**Task:** An exact copy of the listing is needed, with every line kept.

:: Recorded information ::

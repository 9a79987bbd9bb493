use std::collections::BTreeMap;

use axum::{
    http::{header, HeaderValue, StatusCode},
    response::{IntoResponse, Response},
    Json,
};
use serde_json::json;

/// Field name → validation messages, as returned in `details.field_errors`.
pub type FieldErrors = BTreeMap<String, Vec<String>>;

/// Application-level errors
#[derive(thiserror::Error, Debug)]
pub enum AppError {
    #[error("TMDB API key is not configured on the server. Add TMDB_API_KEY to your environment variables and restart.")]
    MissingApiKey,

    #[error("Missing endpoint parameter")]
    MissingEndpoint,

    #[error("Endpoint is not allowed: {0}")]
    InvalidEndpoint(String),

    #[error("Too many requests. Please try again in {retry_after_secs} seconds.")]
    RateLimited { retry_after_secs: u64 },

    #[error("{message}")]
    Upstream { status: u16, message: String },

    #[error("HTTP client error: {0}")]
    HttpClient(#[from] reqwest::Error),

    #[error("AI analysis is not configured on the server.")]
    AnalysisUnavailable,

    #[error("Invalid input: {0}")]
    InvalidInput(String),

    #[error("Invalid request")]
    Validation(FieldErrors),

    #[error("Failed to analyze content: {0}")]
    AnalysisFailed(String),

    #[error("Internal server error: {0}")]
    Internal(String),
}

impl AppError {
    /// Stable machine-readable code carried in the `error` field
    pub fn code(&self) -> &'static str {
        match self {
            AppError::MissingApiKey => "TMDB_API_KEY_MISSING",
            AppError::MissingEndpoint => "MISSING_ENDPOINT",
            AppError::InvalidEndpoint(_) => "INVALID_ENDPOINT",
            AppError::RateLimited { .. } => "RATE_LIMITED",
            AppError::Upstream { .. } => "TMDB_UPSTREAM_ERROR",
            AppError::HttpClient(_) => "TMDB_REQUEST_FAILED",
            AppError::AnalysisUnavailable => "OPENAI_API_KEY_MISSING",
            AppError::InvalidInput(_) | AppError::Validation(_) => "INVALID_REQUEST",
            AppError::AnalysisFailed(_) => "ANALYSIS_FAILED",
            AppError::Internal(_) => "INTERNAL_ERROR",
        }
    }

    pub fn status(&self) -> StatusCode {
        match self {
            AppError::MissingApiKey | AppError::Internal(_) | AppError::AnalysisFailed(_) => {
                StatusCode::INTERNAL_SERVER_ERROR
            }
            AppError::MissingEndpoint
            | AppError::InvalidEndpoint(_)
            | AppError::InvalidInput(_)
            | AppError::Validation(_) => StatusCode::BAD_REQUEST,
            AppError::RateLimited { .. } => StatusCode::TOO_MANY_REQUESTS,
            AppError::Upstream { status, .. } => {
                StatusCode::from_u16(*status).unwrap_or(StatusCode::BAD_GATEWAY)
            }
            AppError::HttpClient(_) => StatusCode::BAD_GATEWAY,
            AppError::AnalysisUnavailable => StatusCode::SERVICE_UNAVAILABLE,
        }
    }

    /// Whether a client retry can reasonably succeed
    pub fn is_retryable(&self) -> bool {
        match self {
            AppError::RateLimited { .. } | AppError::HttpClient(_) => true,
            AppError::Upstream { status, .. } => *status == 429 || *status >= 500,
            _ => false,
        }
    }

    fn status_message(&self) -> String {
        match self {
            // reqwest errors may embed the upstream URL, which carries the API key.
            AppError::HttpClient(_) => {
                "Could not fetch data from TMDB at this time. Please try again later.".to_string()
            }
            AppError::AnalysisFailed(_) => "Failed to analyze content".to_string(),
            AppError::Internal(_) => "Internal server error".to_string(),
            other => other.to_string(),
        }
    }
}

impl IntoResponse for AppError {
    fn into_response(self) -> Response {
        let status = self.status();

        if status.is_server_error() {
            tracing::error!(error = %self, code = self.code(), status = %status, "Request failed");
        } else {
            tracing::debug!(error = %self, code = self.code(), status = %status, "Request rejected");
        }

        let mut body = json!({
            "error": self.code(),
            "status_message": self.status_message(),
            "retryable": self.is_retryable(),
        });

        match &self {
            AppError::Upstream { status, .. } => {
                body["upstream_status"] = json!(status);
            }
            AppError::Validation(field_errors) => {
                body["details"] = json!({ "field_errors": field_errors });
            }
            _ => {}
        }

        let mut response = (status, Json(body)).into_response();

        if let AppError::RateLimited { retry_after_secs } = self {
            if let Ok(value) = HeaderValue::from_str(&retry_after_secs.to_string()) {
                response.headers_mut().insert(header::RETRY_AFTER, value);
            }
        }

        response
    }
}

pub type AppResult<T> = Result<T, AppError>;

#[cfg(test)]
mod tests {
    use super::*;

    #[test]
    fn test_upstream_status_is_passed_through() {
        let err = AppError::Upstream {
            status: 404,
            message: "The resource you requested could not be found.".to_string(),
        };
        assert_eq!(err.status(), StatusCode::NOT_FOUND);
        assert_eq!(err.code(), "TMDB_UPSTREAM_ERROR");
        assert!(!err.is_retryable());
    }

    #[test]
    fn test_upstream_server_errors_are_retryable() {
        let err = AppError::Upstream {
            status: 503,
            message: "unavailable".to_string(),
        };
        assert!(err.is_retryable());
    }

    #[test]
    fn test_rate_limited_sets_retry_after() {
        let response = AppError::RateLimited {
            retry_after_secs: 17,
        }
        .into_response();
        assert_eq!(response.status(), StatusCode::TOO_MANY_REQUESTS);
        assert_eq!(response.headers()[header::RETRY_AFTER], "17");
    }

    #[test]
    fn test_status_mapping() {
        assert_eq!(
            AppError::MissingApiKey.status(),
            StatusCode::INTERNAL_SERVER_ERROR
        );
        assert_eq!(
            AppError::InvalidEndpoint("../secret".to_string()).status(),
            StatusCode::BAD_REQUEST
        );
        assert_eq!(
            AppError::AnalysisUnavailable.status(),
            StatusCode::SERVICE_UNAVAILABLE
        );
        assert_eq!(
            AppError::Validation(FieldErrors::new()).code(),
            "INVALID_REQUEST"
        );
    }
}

:::

**Response to this exercise:**
repository 9a79987bbd9bb493
use std::collections::BTreeMap;

use axum::{
    http::{header, HeaderValue, StatusCode},
    response::{IntoResponse, Response},
    Json,
};
use serde_json::json;

/// Field name → validation messages, as returned in `details.field_errors`.
pub type FieldErrors = BTreeMap<String, Vec<String>>;

/// Application-level errors
#[derive(thiserror::Error, Debug)]
pub enum AppError {
    #[error("TMDB API key is not configured on the server. Add TMDB_API_KEY to your environment variables and restart.")]
    MissingApiKey,

    #[error("Missing endpoint parameter")]
    MissingEndpoint,

    #[error("Endpoint is not allowed: {0}")]
    InvalidEndpoint(String),

    #[error("Too many requests. Please try again in {retry_after_secs} seconds.")]
    RateLimited { retry_after_secs: u64 },

    #[error("{message}")]
    Upstream { status: u16, message: String },

    #[error("HTTP client error: {0}")]
    HttpClient(#[from] reqwest::Error),

    #[error("AI analysis is not configured on the server.")]
    AnalysisUnavailable,

    #[error("Invalid input: {0}")]
    InvalidInput(String),

    #[error("Invalid request")]
    Validation(FieldErrors),

    #[error("Failed to analyze content: {0}")]
    AnalysisFailed(String),

    #[error("Internal server error: {0}")]
    Internal(String),
}

impl AppError {
    /// Stable machine-readable code carried in the `error` field
    pub fn code(&self) -> &'static str {
        match self {
            AppError::MissingApiKey => "TMDB_API_KEY_MISSING",
            AppError::MissingEndpoint => "MISSING_ENDPOINT",
            AppError::InvalidEndpoint(_) => "INVALID_ENDPOINT",
            AppError::RateLimited { .. } => "RATE_LIMITED",
            AppError::Upstream { .. } => "TMDB_UPSTREAM_ERROR",
            AppError::HttpClient(_) => "TMDB_REQUEST_FAILED",
            AppError::AnalysisUnavailable => "OPENAI_API_KEY_MISSING",
            AppError::InvalidInput(_) | AppError::Validation(_) => "INVALID_REQUEST",
            AppError::AnalysisFailed(_) => "ANALYSIS_FAILED",
            AppError::Internal(_) => "INTERNAL_ERROR",
        }
    }

    pub fn status(&self) -> StatusCode {
        match self {
            AppError::MissingApiKey | AppError::Internal(_) | AppError::AnalysisFailed(_) => {
                StatusCode::INTERNAL_SERVER_ERROR
            }
            AppError::MissingEndpoint
            | AppError::InvalidEndpoint(_)
            | AppError::InvalidInput(_)
            | AppError::Validation(_) => StatusCode::BAD_REQUEST,
            AppError::RateLimited { .. } => StatusCode::TOO_MANY_REQUESTS,
            AppError::Upstream { status, .. } => {
                StatusCode::from_u16(*status).unwrap_or(StatusCode::BAD_GATEWAY)
            }
            AppError::HttpClient(_) => StatusCode::BAD_GATEWAY,
            AppError::AnalysisUnavailable => StatusCode::SERVICE_UNAVAILABLE,
        }
    }

    /// Whether a client retry can reasonably succeed
    pub fn is_retryable(&self) -> bool {
        match self {
            AppError::RateLimited { .. } | AppError::HttpClient(_) => true,
            AppError::Upstream { status, .. } => *status == 429 || *status >= 500,
            _ => false,
        }
    }

    fn status_message(&self) -> String {
        match self {
            // reqwest errors may embed the upstream URL, which carries the API key.
            AppError::HttpClient(_) => {
                "Could not fetch data from TMDB at this time. Please try again later.".to_string()
            }
            AppError::AnalysisFailed(_) => "Failed to analyze content".to_string(),
            AppError::Internal(_) => "Internal server error".to_string(),
            other => other.to_string(),
        }
    }
}

impl IntoResponse for AppError {
    fn into_response(self) -> Response {
        let status = self.status();

        if status.is_server_error() {
            tracing::error!(error = %self, code = self.code(), status = %status, "Request failed");
        } else {
            tracing::debug!(error = %self, code = self.code(), status = %status, "Request rejected");
        }

        let mut body = json!({
            "error": self.code(),
            "status_message": self.status_message(),
            "retryable": self.is_retryable(),
        });

        match &self {
            AppError::Upstream { status, .. } => {
                body["upstream_status"] = json!(status);
            }
            AppError::Validation(field_errors) => {
                body["details"] = json!({ "field_errors": field_errors });
            }
            _ => {}
        }

        let mut response = (status, Json(body)).into_response();

        if let AppError::RateLimited { retry_after_secs } = self {
            if let Ok(value) = HeaderValue::from_str(&retry_after_secs.to_string()) {
                response.headers_mut().insert(header::RETRY_AFTER, value);
            }
        }

        response
    }
}

pub type AppResult<T> = Result<T, AppError>;

#[cfg(test)]
mod tests {
    use super::*;

    #[test]
    fn test_upstream_status_is_passed_through() {
        let err = AppError::Upstream {
            status: 404,
            message: "The resource you requested could not be found.".to_string(),
        };
        assert_eq!(err.status(), StatusCode::NOT_FOUND);
        assert_eq!(err.code(), "TMDB_UPSTREAM_ERROR");
        assert!(!err.is_retryable());
    }

    #[test]
    fn test_upstream_server_errors_are_retryable() {
        let err = AppError::Upstream {
            status: 503,
            message: "unavailable".to_string(),
        };
        assert!(err.is_retryable());
    }

    #[test]
    fn test_rate_limited_sets_retry_after() {
        let response = AppError::RateLimited {
            retry_after_secs: 17,
        }
        .into_response();
        assert_eq!(response.status(), StatusCode::TOO_MANY_REQUESTS);
        assert_eq!(response.headers()[header::RETRY_AFTER], "17");
    }

    #[test]
    fn test_status_mapping() {
        assert_eq!(
            AppError::MissingApiKey.status(),
            StatusCode::INTERNAL_SERVER_ERROR
        );
        assert_eq!(
            AppError::InvalidEndpoint("../secret".to_string()).status(),
            StatusCode::BAD_REQUEST
        );
        assert_eq!(
            AppError::AnalysisUnavailable.status(),
            StatusCode::SERVICE_UNAVAILABLE
        );
        assert_eq!(
            AppError::Validation(FieldErrors::new()).code(),
            "INVALID_REQUEST"
        );
    }
}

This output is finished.